Without exception, the students who took the time to perform their own exam autopsy scored higher on subsequent exams.

Challenges to exam questions by students were often my most stressful meetings. A memorable moment occurred when my student dropped in during office hours after an exam, guns blazing. Before he sat down, he was already mounting his case of how the exam was “unfair.” He just knew several of his answers should be counted as correct. He did poorly on the exam and was there to set things right. 

Manners aside, this student had every right to request a review of the exam. I welcome the chance to review exam questions with students one-on-one. It is important in the student’s learning process to understand why the right answer is right, and why wrong answers are wrong. 


Me: Come in! Yes, let’s review your exam together.

Student: Several of your questions were not even covered in the lectures. I should get those points back!

Me: Okay, let’s review this question here. You answered D, which was incorrect. What is the correct answer?

Student: Uhhh. I don’t know. It wasn’t in your lecture.

(I show the student the exact slide in the lecture notes where the answer can be found.)

Student: Well, I still think D should be counted correct, too.

<sigh.></sigh.>


Have you had these moments? It was clear the student didn’t know the right answer, but he also couldn’t discern the wrong answer. To get to the bottom of where students can improve, I implemented the “exam autopsy” in my courses—a process that all but killed superfluous exam question challenges.

The Exam Autopsy in Action

An exam autopsy, or exam post-mortem, is an exercise the student must perform before they come to see me to ask for points back. I have made it available to students in both paper and electronic format. Regardless of the format, this exercise forces the student to think about their performance and process, rather than focusing on individual exam questions.

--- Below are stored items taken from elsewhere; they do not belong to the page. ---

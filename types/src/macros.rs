/// Declares a wire-level string enum whose unrecognized values land in an
/// explicit fallback variant instead of failing to decode.
macro_rules! open_enum {
    (
        $(#[$meta:meta])*
        pub enum $name:ident {
            $( $(#[$vmeta:meta])* $variant:ident => $wire:literal, )+
            _ => $fallback:ident,
        }
    ) => {
        $(#[$meta])*
        #[derive(Debug, Clone, PartialEq, Eq, Hash)]
        pub enum $name {
            $( $(#[$vmeta])* $variant, )+
            $fallback(String),
        }

        impl $name {
            pub fn from_name(name: &str) -> Self {
                match name {
                    $( $wire => $name::$variant, )+
                    other => $name::$fallback(other.to_string()),
                }
            }

            pub fn as_str(&self) -> &str {
                match self {
                    $( $name::$variant => $wire, )+
                    $name::$fallback(other) => other.as_str(),
                }
            }
        }

        impl std::str::FromStr for $name {
            type Err = std::convert::Infallible;

            fn from_str(s: &str) -> Result<Self, Self::Err> {
                Ok($name::from_name(s))
            }
        }

        impl std::fmt::Display for $name {
            fn fmt(&self, f: &mut std::fmt::Formatter<'_>) -> std::fmt::Result {
                f.write_str(self.as_str())
            }
        }

        impl serde::Serialize for $name {
            fn serialize<S>(&self, serializer: S) -> Result<S::Ok, S::Error>
            where
                S: serde::Serializer,
            {
                serializer.serialize_str(self.as_str())
            }
        }

        impl<'de> serde::Deserialize<'de> for $name {
            fn deserialize<D>(deserializer: D) -> Result<Self, D::Error>
            where
                D: serde::Deserializer<'de>,
            {
                let s = String::deserialize(deserializer)?;
                Ok($name::from_name(&s))
            }
        }
    };
}

pub(crate) use open_enum;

My exam autopsy form attempts to uncover some key forensic evidence:

  • How many hours per week did the student study for my course?
  • What were her study methods—did she re-read lecture slides, highlight notes, re-watch the lecture capture, read the textbook? Did she engage with study groups, online videos, or any other method?
  • How much sleep did he get the night before the exam? 
  • Did she experience test anxiety during the exam? 
  • Did he change answers during the exam? 

For the student in my office in the scenario above, I asked him to fill out the form right there in my office. I also asked the student to explain the correct answers to questions he missed, before we reviewed those items.

Students who go through this exercise of digging deeper into their exam-taking shortcomings usually have little ammunition left once they cross my office threshold. In fact, once I started requiring an exam autopsy prior to an exam review appointment, question challenges dropped dramatically. To be sure, items that were miskeyed or performed poorly across the board (usually due to my error) were adjusted on exams. However, the well-written questions prevailed when students were forced to be honest about their true understanding of the material. 

Initial Results and Next Steps

There are usually two reasons why good students do poorly on exams: insufficient knowledge and careless mistakes. When the student in my office finished his exam autopsy, we discovered he didn’t study some of the lectures on the exam (which explained his contention the subject was not covered!). We also determined that he missed two items because he had retroactively changed the answer before finishing the exam. Once he saw that the failure had been in his preparation and strategy, his blazing guns had been cooled and holstered. 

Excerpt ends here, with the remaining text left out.